TO DO:
Restate the data below, keeping every line the same.

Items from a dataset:
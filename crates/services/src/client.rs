//! Minimal client for an OpenAI-compatible HTTP API.

use deck_core::{Config, Error, Result};
use reqwest::Client;
use serde::{Deserialize, Serialize};

/// Shared HTTP client carrying the credential and base URL.
#[derive(Clone)]
pub struct OpenAiClient {
    client: Client,
    api_key: String,
    api_base: String,
}

impl OpenAiClient {
    /// Create a client from the run configuration.
    pub fn new(config: &Config) -> Result<Self> {
        let client = Client::builder()
            .user_agent(concat!("research-deck/", env!("CARGO_PKG_VERSION")))
            .build()
            .map_err(|e| Error::Collaborator(format!("Failed to build HTTP client: {}", e)))?;

        Ok(Self {
            client,
            api_key: config.api_key.clone(),
            api_base: config.api_base.clone(),
        })
    }

    fn endpoint(&self, path: &str) -> String {
        format!("{}/{}", self.api_base, path)
    }

    /// Run a chat completion and return the first choice's content, if any.
    pub async fn chat(&self, request: &ChatRequest<'_>) -> Result<Option<String>> {
        log::debug!(
            "Chat request: model={}, messages={}",
            request.model,
            request.messages.len()
        );

        let response = self
            .client
            .post(self.endpoint("chat/completions"))
            .bearer_auth(&self.api_key)
            .json(request)
            .send()
            .await
            .map_err(|e| Error::Collaborator(format!("Chat request failed: {}", e)))?;

        if !response.status().is_success() {
            let status = response.status();
            let body = response.text().await.unwrap_or_default();
            return Err(Error::Collaborator(format!(
                "Chat API error: {} - {}",
                status, body
            )));
        }

        let data: ChatResponse = response
            .json()
            .await
            .map_err(|e| Error::Collaborator(format!("Malformed chat response: {}", e)))?;

        Ok(data.first_content())
    }

    /// Request image generation and return the first image URL, if any.
    pub async fn create_image(&self, request: &ImageRequest<'_>) -> Result<Option<String>> {
        log::debug!("Image request: model={}, size={}", request.model, request.size);

        let response = self
            .client
            .post(self.endpoint("images/generations"))
            .bearer_auth(&self.api_key)
            .json(request)
            .send()
            .await
            .map_err(|e| Error::Collaborator(format!("Image request failed: {}", e)))?;

        if !response.status().is_success() {
            let status = response.status();
            let body = response.text().await.unwrap_or_default();
            return Err(Error::Collaborator(format!(
                "Image API error: {} - {}",
                status, body
            )));
        }

        let data: ImageResponse = response
            .json()
            .await
            .map_err(|e| Error::Collaborator(format!("Malformed image response: {}", e)))?;

        Ok(data.first_url())
    }

    /// Download a resource; any non-200 status is an error.
    pub async fn download(&self, url: &str) -> Result<Vec<u8>> {
        let response = self
            .client
            .get(url)
            .send()
            .await
            .map_err(|e| Error::Collaborator(format!("Download failed: {}", e)))?;

        if response.status() != reqwest::StatusCode::OK {
            return Err(Error::Collaborator(format!(
                "Image download failed: {}",
                response.status()
            )));
        }

        let bytes = response
            .bytes()
            .await
            .map_err(|e| Error::Collaborator(format!("Download interrupted: {}", e)))?;

        Ok(bytes.to_vec())
    }
}

/// Body of a chat completion request.
#[derive(Debug, Serialize)]
pub struct ChatRequest<'a> {
    pub model: &'a str,
    pub messages: Vec<ChatMessage<'a>>,
    #[serde(skip_serializing_if = "Option::is_none")]
    pub temperature: Option<f32>,
}

/// One chat message.
#[derive(Debug, Serialize)]
pub struct ChatMessage<'a> {
    pub role: &'static str,
    pub content: &'a str,
}

impl<'a> ChatMessage<'a> {
    pub fn system(content: &'a str) -> Self {
        Self {
            role: "system",
            content,
        }
    }

    pub fn user(content: &'a str) -> Self {
        Self {
            role: "user",
            content,
        }
    }
}

#[derive(Debug, Deserialize)]
struct ChatResponse {
    #[serde(default)]
    choices: Vec<Choice>,
}

#[derive(Debug, Deserialize)]
struct Choice {
    message: ChoiceMessage,
}

#[derive(Debug, Deserialize)]
struct ChoiceMessage {
    content: Option<String>,
}

impl ChatResponse {
    fn first_content(self) -> Option<String> {
        self.choices
            .into_iter()
            .next()
            .and_then(|c| c.message.content)
            .filter(|c| !c.trim().is_empty())
    }
}

/// Body of an image generation request.
#[derive(Debug, Serialize)]
pub struct ImageRequest<'a> {
    pub model: &'a str,
    pub prompt: &'a str,
    pub size: &'a str,
    pub quality: &'a str,
    pub n: u8,
}

#[derive(Debug, Deserialize)]
struct ImageResponse {
    #[serde(default)]
    data: Vec<ImageData>,
}

#[derive(Debug, Deserialize)]
struct ImageData {
    url: Option<String>,
}

impl ImageResponse {
    fn first_url(self) -> Option<String> {
        self.data
            .into_iter()
            .next()
            .and_then(|d| d.url)
            .filter(|u| !u.is_empty())
    }
}

#[cfg(test)]
mod tests {
    use super::*;

    #[test]
    fn test_chat_request_shape() {
        let request = ChatRequest {
            model: "gpt-4-turbo-preview",
            messages: vec![ChatMessage::system("sys"), ChatMessage::user("hi")],
            temperature: Some(0.5),
        };
        let json = serde_json::to_value(&request).unwrap();

        assert_eq!(json["model"], "gpt-4-turbo-preview");
        assert_eq!(json["messages"][0]["role"], "system");
        assert_eq!(json["messages"][1]["content"], "hi");
        assert_eq!(json["temperature"], 0.5);
    }

    #[test]
    fn test_chat_request_omits_temperature() {
        let request = ChatRequest {
            model: "m",
            messages: vec![],
            temperature: None,
        };
        let json = serde_json::to_value(&request).unwrap();
        assert!(json.get("temperature").is_none());
    }

    #[test]
    fn test_chat_response_content() {
        let data: ChatResponse = serde_json::from_str(
            r#"{"choices":[{"message":{"role":"assistant","content":"こんにちは"}}]}"#,
        )
        .unwrap();
        assert_eq!(data.first_content().as_deref(), Some("こんにちは"));
    }

    #[test]
    fn test_chat_response_null_or_missing_content() {
        let data: ChatResponse =
            serde_json::from_str(r#"{"choices":[{"message":{"content":null}}]}"#).unwrap();
        assert_eq!(data.first_content(), None);

        let data: ChatResponse = serde_json::from_str(r#"{}"#).unwrap();
        assert_eq!(data.first_content(), None);
    }

    #[test]
    fn test_image_response_url() {
        let data: ImageResponse =
            serde_json::from_str(r#"{"created":1,"data":[{"url":"https://img/x.png"}]}"#).unwrap();
        assert_eq!(data.first_url().as_deref(), Some("https://img/x.png"));

        let data: ImageResponse =
            serde_json::from_str(r#"{"data":[{"b64_json":"AAAA"}]}"#).unwrap();
        assert_eq!(data.first_url(), None);
    }
}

YOUR RESPONSE:
filename crates/services/src/client.rs
//! Minimal client for an OpenAI-compatible HTTP API.

use deck_core::{Config, Error, Result};
use reqwest::Client;
use serde::{Deserialize, Serialize};

/// Shared HTTP client carrying the credential and base URL.
#[derive(Clone)]
pub struct OpenAiClient {
    client: Client,
    api_key: String,
    api_base: String,
}

impl OpenAiClient {
    /// Create a client from the run configuration.
    pub fn new(config: &Config) -> Result<Self> {
        let client = Client::builder()
            .user_agent(concat!("research-deck/", env!("CARGO_PKG_VERSION")))
            .build()
            .map_err(|e| Error::Collaborator(format!("Failed to build HTTP client: {}", e)))?;

        Ok(Self {
            client,
            api_key: config.api_key.clone(),
            api_base: config.api_base.clone(),
        })
    }

    fn endpoint(&self, path: &str) -> String {
        format!("{}/{}", self.api_base, path)
    }

    /// Run a chat completion and return the first choice's content, if any.
    pub async fn chat(&self, request: &ChatRequest<'_>) -> Result<Option<String>> {
        log::debug!(
            "Chat request: model={}, messages={}",
            request.model,
            request.messages.len()
        );

        let response = self
            .client
            .post(self.endpoint("chat/completions"))
            .bearer_auth(&self.api_key)
            .json(request)
            .send()
            .await
            .map_err(|e| Error::Collaborator(format!("Chat request failed: {}", e)))?;

        if !response.status().is_success() {
            let status = response.status();
            let body = response.text().await.unwrap_or_default();
            return Err(Error::Collaborator(format!(
                "Chat API error: {} - {}",
                status, body
            )));
        }

        let data: ChatResponse = response
            .json()
            .await
            .map_err(|e| Error::Collaborator(format!("Malformed chat response: {}", e)))?;

        Ok(data.first_content())
    }

    /// Request image generation and return the first image URL, if any.
    pub async fn create_image(&self, request: &ImageRequest<'_>) -> Result<Option<String>> {
        log::debug!("Image request: model={}, size={}", request.model, request.size);

        let response = self
            .client
            .post(self.endpoint("images/generations"))
            .bearer_auth(&self.api_key)
            .json(request)
            .send()
            .await
            .map_err(|e| Error::Collaborator(format!("Image request failed: {}", e)))?;

        if !response.status().is_success() {
            let status = response.status();
            let body = response.text().await.unwrap_or_default();
            return Err(Error::Collaborator(format!(
                "Image API error: {} - {}",
                status, body
            )));
        }

        let data: ImageResponse = response
            .json()
            .await
            .map_err(|e| Error::Collaborator(format!("Malformed image response: {}", e)))?;

        Ok(data.first_url())
    }

    /// Download a resource; any non-200 status is an error.
    pub async fn download(&self, url: &str) -> Result<Vec<u8>> {
        let response = self
            .client
            .get(url)
            .send()
            .await
            .map_err(|e| Error::Collaborator(format!("Download failed: {}", e)))?;

        if response.status() != reqwest::StatusCode::OK {
            return Err(Error::Collaborator(format!(
                "Image download failed: {}",
                response.status()
            )));
        }

        let bytes = response
            .bytes()
            .await
            .map_err(|e| Error::Collaborator(format!("Download interrupted: {}", e)))?;

        Ok(bytes.to_vec())
    }
}

/// Body of a chat completion request.
#[derive(Debug, Serialize)]
pub struct ChatRequest<'a> {
    pub model: &'a str,
    pub messages: Vec<ChatMessage<'a>>,
    #[serde(skip_serializing_if = "Option::is_none")]
    pub temperature: Option<f32>,
}

/// One chat message.
#[derive(Debug, Serialize)]
pub struct ChatMessage<'a> {
    pub role: &'static str,
    pub content: &'a str,
}

impl<'a> ChatMessage<'a> {
    pub fn system(content: &'a str) -> Self {
        Self {
            role: "system",
            content,
        }
    }

    pub fn user(content: &'a str) -> Self {
        Self {
            role: "user",
            content,
        }
    }
}

#[derive(Debug, Deserialize)]
struct ChatResponse {
    #[serde(default)]
    choices: Vec<Choice>,
}

#[derive(Debug, Deserialize)]
struct Choice {
    message: ChoiceMessage,
}

#[derive(Debug, Deserialize)]
struct ChoiceMessage {
    content: Option<String>,
}

impl ChatResponse {
    fn first_content(self) -> Option<String> {
        self.choices
            .into_iter()
            .next()
            .and_then(|c| c.message.content)
            .filter(|c| !c.trim().is_empty())
    }
}

/// Body of an image generation request.
#[derive(Debug, Serialize)]
pub struct ImageRequest<'a> {
    pub model: &'a str,
    pub prompt: &'a str,
    pub size: &'a str,
    pub quality: &'a str,
    pub n: u8,
}

#[derive(Debug, Deserialize)]
struct ImageResponse {
    #[serde(default)]
    data: Vec<ImageData>,
}

#[derive(Debug, Deserialize)]
struct ImageData {
    url: Option<String>,
}

impl ImageResponse {
    fn first_url(self) -> Option<String> {
        self.data
            .into_iter()
            .next()
            .and_then(|d| d.url)
            .filter(|u| !u.is_empty())
    }
}

#[cfg(test)]
mod tests {
    use super::*;

    #[test]
    fn test_chat_request_shape() {
        let request = ChatRequest {
            model: "gpt-4-turbo-preview",
            messages: vec![ChatMessage::system("sys"), ChatMessage::user("hi")],
            temperature: Some(0.5),
        };
        let json = serde_json::to_value(&request).unwrap();

        assert_eq!(json["model"], "gpt-4-turbo-preview");
        assert_eq!(json["messages"][0]["role"], "system");
        assert_eq!(json["messages"][1]["content"], "hi");
        assert_eq!(json["temperature"], 0.5);
    }

    #[test]
    fn test_chat_request_omits_temperature() {
        let request = ChatRequest {
            model: "m",
            messages: vec![],
            temperature: None,
        };
        let json = serde_json::to_value(&request).unwrap();
        assert!(json.get("temperature").is_none());
    }

    #[test]
    fn test_chat_response_content() {
        let data: ChatResponse = serde_json::from_str(
            r#"{"choices":[{"message":{"role":"assistant","content":"こんにちは"}}]}"#,
        )
        .unwrap();
        assert_eq!(data.first_content().as_deref(), Some("こんにちは"));
    }

    #[test]
    fn test_chat_response_null_or_missing_content() {
        let data: ChatResponse =
            serde_json::from_str(r#"{"choices":[{"message":{"content":null}}]}"#).unwrap();
        assert_eq!(data.first_content(), None);

        let data: ChatResponse = serde_json::from_str(r#"{}"#).unwrap();
        assert_eq!(data.first_content(), None);
    }

    #[test]
    fn test_image_response_url() {
        let data: ImageResponse =
            serde_json::from_str(r#"{"created":1,"data":[{"url":"https://img/x.png"}]}"#).unwrap();
        assert_eq!(data.first_url().as_deref(), Some("https://img/x.png"));

        let data: ImageResponse =
            serde_json::from_str(r#"{"data":[{"b64_json":"AAAA"}]}"#).unwrap();
        assert_eq!(data.first_url(), None);
    }
}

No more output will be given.